(GIVEN RECORDS Opens)

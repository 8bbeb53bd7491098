//! Full-text search settings.

/// PostgreSQL text search configuration used for every `tsvector`/`tsquery`.
pub const SEARCH_CONFIG: &str = "french";

/// Normalize a keyword parameter.
///
/// Blank input means "no keyword filter", so it collapses to `None`.
pub fn normalize_keywords(keywords: Option<String>) -> Option<String> {
    keywords
        .map(|k| k.trim().to_string())
        .filter(|k| !k.is_empty())
}
//! Page bounds for list-shaped queries.

/// Default page size for record listings.
pub const DEFAULT_RECORD_LIMIT: i64 = 50;

/// Default page size for category listings.
pub const DEFAULT_CATEGORY_LIMIT: i64 = 250;

/// Upper bound for any page size.
pub const MAX_LIST_LIMIT: i64 = 1000;

/// Clamp a user-provided limit to `[1, max]`, falling back to `default`.
pub fn clamp_limit(limit: Option<i64>, default: i64, max: i64) -> i64 {
    limit.unwrap_or(default).max(1).min(max)
}

/// Clamp a user-provided offset to non-negative.
pub fn clamp_offset(offset: Option<i64>) -> i64 {
    offset.unwrap_or(0).max(0)
}

/// A validated `LIMIT`/`OFFSET` pair.
#[derive(Debug, Clone, Copy, PartialEq, Eq)]
pub struct Page {
    pub limit: i64,
    pub offset: i64,
}

impl Page {
    pub fn new(limit: Option<i64>, offset: Option<i64>, default: i64, max: i64) -> Self {
        Self {
            limit: clamp_limit(limit, default, max),
            offset: clamp_offset(offset),
        }
    }

    pub fn records(limit: Option<i64>, offset: Option<i64>) -> Self {
        Self::new(limit, offset, DEFAULT_RECORD_LIMIT, MAX_LIST_LIMIT)
    }

    pub fn categories(limit: Option<i64>, offset: Option<i64>) -> Self {
        Self::new(limit, offset, DEFAULT_CATEGORY_LIMIT, MAX_LIST_LIMIT)
    }
}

(GIVEN RECORDS Closes)

=== DESCRIPTION OF THE TASK ===
Among the entries, find every line holding "filter" and return it.

=== RESPONSE BELOW ===
/// Blank input means "no keyword filter", so it collapses to `None`.
        .filter(|k| !k.is_empty())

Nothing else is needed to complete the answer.